TASK PROMPT:
Scan the listing below. Copy each line that contains "like".

INPUT:
//! Image pattern classification
//!
//! [`classify_node`] inspects a single value-tree node and decides whether it
//! declares a container image, in which supported shape. It is a pure
//! function over the node; the traversal order and recursion policy live in
//! the generator.
//!
//! Precedence (first match wins):
//! 1. String shape: `[registry/]repository[:tag|@digest]` under an
//!    image-suggesting key.
//! 2. Full map shape: `registry` + `repository` + one of `tag`/`digest`.
//! 3. Partial map shape: `repository` + `tag`/`digest`, registry inherited
//!    from the nearest `global.imageRegistry`-style ancestor or Docker Hub.
//!
//! Maps that carry a `repository` key but don't form a complete reference
//! are reported as unsupported structures, never silently skipped.

use serde_json::Value as JsonValue;
use std::fmt;

use crate::image::{ImageReference, SourceShape};
use crate::values::{PathSegment, ValuePath};

/// A detected image declaration
#[derive(Debug, Clone)]
pub struct ImagePattern {
    pub path: ValuePath,
    pub shape: SourceShape,
    pub reference: ImageReference,
    /// Original node value, kept for shape-preserving re-emission
    pub raw: JsonValue,
}

/// A node that influences descendant image resolution without being an
/// image itself (e.g. `global.imageRegistry`). Recorded for visibility,
/// never rewritten.
#[derive(Debug, Clone, PartialEq, Eq)]
pub struct GlobalPattern {
    pub path: ValuePath,
}

/// Why an image-like node could not be classified
#[derive(Debug, Clone, Copy, PartialEq, Eq)]
pub enum UnsupportedReason {
    /// Both `tag` and `digest` present
    TagAndDigest,
    /// `repository` present but neither `tag` nor `digest`
    MissingTagOrDigest,
    /// An image field holds a non-string (and non-numeric-tag) value
    NonStringField,
    /// A string under an image key that does not parse as a reference
    Unparseable,
    /// The value embeds an unresolved `{{ ... }}` template expression
    TemplatedValue,
}

impl fmt::Display for UnsupportedReason {
    fn fmt(&self, f: &mut fmt::Formatter<'_>) -> fmt::Result {
        let msg = match self {
            UnsupportedReason::TagAndDigest => "both tag and digest are set",
            UnsupportedReason::MissingTagOrDigest => "repository without tag or digest",
            UnsupportedReason::NonStringField => "image field is not a string",
            UnsupportedReason::Unparseable => "string does not parse as an image reference",
            UnsupportedReason::TemplatedValue => "value contains an unresolved template expression",
        };
        f.write_str(msg)
    }
}

/// An image-like node the engine cannot relocate
#[derive(Debug, Clone)]
pub struct UnsupportedStructure {
    pub path: ValuePath,
    pub raw: JsonValue,
    pub reason: UnsupportedReason,
}

/// Outcome of classifying one node
#[derive(Debug, Clone)]
pub enum Classification {
    Image(ImagePattern),
    Unsupported(UnsupportedStructure),
}

/// Classify a single node. Returns `None` for nodes that are neither image
/// declarations nor image-like; the caller keeps traversing those.
pub fn classify_node(
    node: &JsonValue,
    path: &ValuePath,
    inherited_registry: Option<&str>,
) -> Option<Classification> {
    match node {
        JsonValue::String(s) => classify_string(s, path),
        JsonValue::Object(map) => classify_map(map, node, path, inherited_registry),
        _ => None,
    }
}

/// True for keys whose string values are image reference candidates
/// (`image`, `repoImage`, `initContainerImage`, ...). Registry knobs like
/// `imageRegistry` hold hostnames, not references, and are never candidates.
fn is_image_key(path: &ValuePath) -> bool {
    nearest_key(path).is_some_and(|k| {
        let k = k.to_ascii_lowercase();
        k.contains("image") && !k.ends_with("registry")
    })
}

/// Last map key on the path, skipping over trailing list indices so that
/// `initContainers[2]` still resolves to `initContainers`.
fn nearest_key(path: &ValuePath) -> Option<&str> {
    path.segments().iter().rev().find_map(|seg| match seg {
        PathSegment::Key(k) => Some(k.as_str()),
        PathSegment::Index(_) => None,
    })
}

fn classify_string(value: &str, path: &ValuePath) -> Option<Classification> {
    if !is_image_key(path) {
        return None;
    }

    if value.contains("{{") {
        return Some(Classification::Unsupported(UnsupportedStructure {
            path: path.clone(),
            raw: JsonValue::String(value.to_string()),
            reason: UnsupportedReason::TemplatedValue,
        }));
    }

    // Bare words like pull policies ("Always") or plain untagged names are
    // not relocation candidates.
    if !value.contains('/') && !value.contains(':') && !value.contains('@') {
        return None;
    }

    match ImageReference::parse(value) {
        Ok(reference) => Some(Classification::Image(ImagePattern {
            path: path.clone(),
            shape: SourceShape::String,
            reference,
            raw: JsonValue::String(value.to_string()),
        })),
        Err(_) => Some(Classification::Unsupported(UnsupportedStructure {
            path: path.clone(),
            raw: JsonValue::String(value.to_string()),
            reason: UnsupportedReason::Unparseable,
        })),
    }
}

fn classify_map(
    map: &serde_json::Map<String, JsonValue>,
    node: &JsonValue,
    path: &ValuePath,
    inherited_registry: Option<&str>,
) -> Option<Classification> {
    // Only maps declaring a repository are image candidates; anything else
    // is traversed through.
    let repository = map.get("repository")?;

    let unsupported = |reason| {
        Some(Classification::Unsupported(UnsupportedStructure {
            path: path.clone(),
            raw: node.clone(),
            reason,
        }))
    };

    let Some(repository) = repository.as_str() else {
        return unsupported(UnsupportedReason::NonStringField);
    };

    let registry = match map.get("registry") {
        Some(JsonValue::String(s)) => Some(s.clone()),
        Some(_) => return unsupported(UnsupportedReason::NonStringField),
        None => None,
    };

    let tag = match map.get("tag") {
        Some(JsonValue::String(s)) => Some(s.clone()),
        // Charts routinely write tag: 1.25 without quotes
        Some(JsonValue::Number(n)) => Some(n.to_string()),
        Some(JsonValue::Null) | None => None,
        Some(_) => return unsupported(UnsupportedReason::NonStringField),
    };

    let digest = match map.get("digest") {
        Some(JsonValue::String(s)) => Some(s.clone()),
        Some(JsonValue::Null) | None => None,
        Some(_) => return unsupported(UnsupportedReason::NonStringField),
    };

    if tag.is_some() && digest.is_some() {
        return unsupported(UnsupportedReason::TagAndDigest);
    }
    if tag.is_none() && digest.is_none() {
        return unsupported(UnsupportedReason::MissingTagOrDigest);
    }

    for field in [Some(repository), registry.as_deref(), tag.as_deref()].into_iter().flatten() {
        if field.contains("{{") {
            return unsupported(UnsupportedReason::TemplatedValue);
        }
    }

    let (shape, registry) = match registry {
        Some(r) => (SourceShape::MapRegistryRepoTag, Some(r)),
        None => (
            SourceShape::MapRepoTag,
            inherited_registry.map(str::to_string),
        ),
    };

    let mut reference = ImageReference {
        registry,
        repository: repository.to_string(),
        tag,
        digest,
        original: String::new(),
    };
    reference.original = reference.to_string();

    Some(Classification::Image(ImagePattern {
        path: path.clone(),
        shape,
        reference,
        raw: node.clone(),
    }))
}

/// True for keys under a `global` map that steer descendant image
/// resolution (`imageRegistry`, `registry`, ...).
pub fn is_global_registry_key(key: &str) -> bool {
    key.to_ascii_lowercase().ends_with("registry")
}

#[cfg(test)]
mod tests {
    use super::*;
    use serde_json::json;

    fn at(key: &str) -> ValuePath {
        ValuePath::root().key(key)
    }

    fn expect_image(c: Option<Classification>) -> ImagePattern {
        match c {
            Some(Classification::Image(p)) => p,
            other => panic!("expected image pattern, got {other:?}"),
        }
    }

    fn expect_unsupported(c: Option<Classification>) -> UnsupportedStructure {
        match c {
            Some(Classification::Unsupported(u)) => u,
            other => panic!("expected unsupported structure, got {other:?}"),
        }
    }

    #[test]
    fn test_string_shape() {
        let node = json!("quay.io/prometheus/prometheus:v2.48.0");
        let p = expect_image(classify_node(&node, &at("image"), None));
        assert_eq!(p.shape, SourceShape::String);
        assert_eq!(p.reference.registry.as_deref(), Some("quay.io"));
        assert_eq!(p.reference.tag.as_deref(), Some("v2.48.0"));
    }

    #[test]
    fn test_string_requires_image_key() {
        let node = json!("quay.io/prometheus/prometheus:v2.48.0");
        assert!(classify_node(&node, &at("annotation"), None).is_none());
    }

    #[test]
    fn test_pull_policy_is_not_an_image() {
        assert!(classify_node(&json!("IfNotPresent"), &at("imagePullPolicy"), None).is_none());
        assert!(classify_node(&json!("nginx"), &at("image"), None).is_none());
    }

    #[test]
    fn test_string_under_list_index_uses_nearest_key() {
        let path = ValuePath::root().key("extraImages").index(1);
        let p = expect_image(classify_node(&json!("busybox:1.36"), &path, None));
        assert_eq!(p.reference.repository, "busybox");
    }

    #[test]
    fn test_templated_string_is_unsupported() {
        let node = json!("{{ .Values.registry }}/app:1.0");
        let u = expect_unsupported(classify_node(&node, &at("image"), None));
        assert_eq!(u.reason, UnsupportedReason::TemplatedValue);
    }

    #[test]
    fn test_unparseable_string_is_unsupported() {
        let node = json!("nginx@sha256:nothex");
        let u = expect_unsupported(classify_node(&node, &at("image"), None));
        assert_eq!(u.reason, UnsupportedReason::Unparseable);
    }

    #[test]
    fn test_full_map_shape() {
        let node = json!({"registry": "docker.io", "repository": "library/nginx", "tag": "1.14.2"});
        let p = expect_image(classify_node(&node, &at("image"), None));
        assert_eq!(p.shape, SourceShape::MapRegistryRepoTag);
        assert_eq!(p.reference.registry.as_deref(), Some("docker.io"));
        assert_eq!(p.reference.repository, "library/nginx");
        assert_eq!(p.reference.tag.as_deref(), Some("1.14.2"));
    }

    #[test]
    fn test_partial_map_inherits_registry() {
        let node = json!({"repository": "bitnami/redis", "tag": "7.2"});
        let p = expect_image(classify_node(&node, &at("image"), Some("ghcr.io")));
        assert_eq!(p.shape, SourceShape::MapRepoTag);
        assert_eq!(p.reference.registry.as_deref(), Some("ghcr.io"));

        let p = expect_image(classify_node(&node, &at("image"), None));
        assert_eq!(p.reference.registry, None);
        assert_eq!(p.reference.effective_registry(), "docker.io");
    }

    #[test]
    fn test_map_with_digest() {
        let digest = "sha256:e2f5c0f2a9365ed1d195dfeae912e24c5603a0909eb2f2d06275f0e8f0d8fa80";
        let node = json!({"registry": "quay.io", "repository": "argoproj/argocd", "digest": digest});
        let p = expect_image(classify_node(&node, &at("image"), None));
        assert_eq!(p.reference.digest.as_deref(), Some(digest));
        assert_eq!(p.reference.tag, None);
    }

    #[test]
    fn test_numeric_tag_is_coerced() {
        let node = json!({"repository": "library/nginx", "tag": 1.25});
        let p = expect_image(classify_node(&node, &at("image"), None));
        assert_eq!(p.reference.tag.as_deref(), Some("1.25"));
    }

    #[test]
    fn test_map_tag_and_digest_is_unsupported() {
        let node = json!({"repository": "app", "tag": "1.0", "digest": "sha256:ab"});
        let u = expect_unsupported(classify_node(&node, &at("image"), None));
        assert_eq!(u.reason, UnsupportedReason::TagAndDigest);
    }

    #[test]
    fn test_map_without_tag_or_digest_is_unsupported() {
        let node = json!({"registry": "docker.io", "repository": "library/nginx"});
        let u = expect_unsupported(classify_node(&node, &at("image"), None));
        assert_eq!(u.reason, UnsupportedReason::MissingTagOrDigest);
    }

    #[test]
    fn test_map_with_non_string_repository_is_unsupported() {
        let node = json!({"repository": ["library/nginx"], "tag": "1.0"});
        let u = expect_unsupported(classify_node(&node, &at("image"), None));
        assert_eq!(u.reason, UnsupportedReason::NonStringField);
    }

    #[test]
    fn test_plain_maps_are_not_patterns() {
        let node = json!({"enabled": true, "replicas": 3});
        assert!(classify_node(&node, &at("redis"), None).is_none());
        // tag-only partial overrides are traversed through, not flagged
        let node = json!({"tag": "1.2"});
        assert!(classify_node(&node, &at("image"), None).is_none());
    }

    #[test]
    fn test_registry_knob_is_not_an_image() {
        let node = json!("registry.local:5000");
        assert!(classify_node(&node, &at("imageRegistry"), None).is_none());
    }

    #[test]
    fn test_global_registry_keys() {
        assert!(is_global_registry_key("imageRegistry"));
        assert!(is_global_registry_key("registry"));
        assert!(!is_global_registry_key("repository"));
    }
}
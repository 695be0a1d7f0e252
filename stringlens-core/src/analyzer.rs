// Copyright 2025 Sushanth (https://github.com/sushanthpy)
//
// This program is free software: you can redistribute it and/or modify
// it under the terms of the GNU Affero General Public License as published by
// the Free Software Foundation, either version 3 of the License, or
// (at your option) any later version.
//
// This program is distributed in the hope that it will be useful,
// but WITHOUT ANY WARRANTY; without even the implied warranty of
// MERCHANTABILITY or FITNESS FOR A PARTICULAR PURPOSE. See the
// GNU Affero General Public License for more details.
//
// You should have received a copy of the GNU Affero General Public License
// along with this program. If not, see <https://www.gnu.org/licenses/>.

//! String analyzer
//!
//! Turns raw text into an [`AnalyzedRecord`]. The function is pure and total:
//! no I/O, no shared state, safe to call from any number of threads.
//!
//! Canonicalization strips leading and trailing whitespace; every property is
//! computed from the canonical value, never from the raw input. An input that is
//! empty after stripping analyzes to length 0, word count 0, no characters and
//! `is_palindrome = true`.

use crate::record::AnalyzedRecord;
use sha2::{Digest, Sha256};
use std::collections::{BTreeMap, HashSet};

/// Canonical form of a raw value (leading/trailing whitespace removed)
pub fn canonicalize(raw: &str) -> &str {
    raw.trim()
}

/// Lowercase hex SHA-256 of the value's UTF-8 bytes
pub fn content_hash(value: &str) -> String {
    let mut hasher = Sha256::new();
    hasher.update(value.as_bytes());
    hex::encode(hasher.finalize())
}

/// Analyze a raw string
pub fn analyze(raw: &str) -> AnalyzedRecord {
    let value = canonicalize(raw);

    let mut character_frequency_map: BTreeMap<char, usize> = BTreeMap::new();
    for c in value.chars() {
        *character_frequency_map.entry(c).or_insert(0) += 1;
    }

    AnalyzedRecord {
        id: content_hash(value),
        value: value.to_string(),
        length: value.chars().count(),
        is_palindrome: is_palindrome(value),
        unique_characters: value.chars().collect::<HashSet<_>>().len(),
        word_count: value.split_whitespace().count(),
        character_frequency_map,
    }
}

/// Reverse first, then case-fold both sides.
fn is_palindrome(value: &str) -> bool {
    let reversed: String = value.chars().rev().collect();
    value.to_lowercase() == reversed.to_lowercase()
}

TASK SOLUTION:
/// Why an image-like node could not be classified
/// An image-like node the engine cannot relocate
/// declarations nor image-like; the caller keeps traversing those.
/// (`image`, `repoImage`, `initContainerImage`, ...). Registry knobs like
    // Bare words like pull policies ("Always") or plain untagged names are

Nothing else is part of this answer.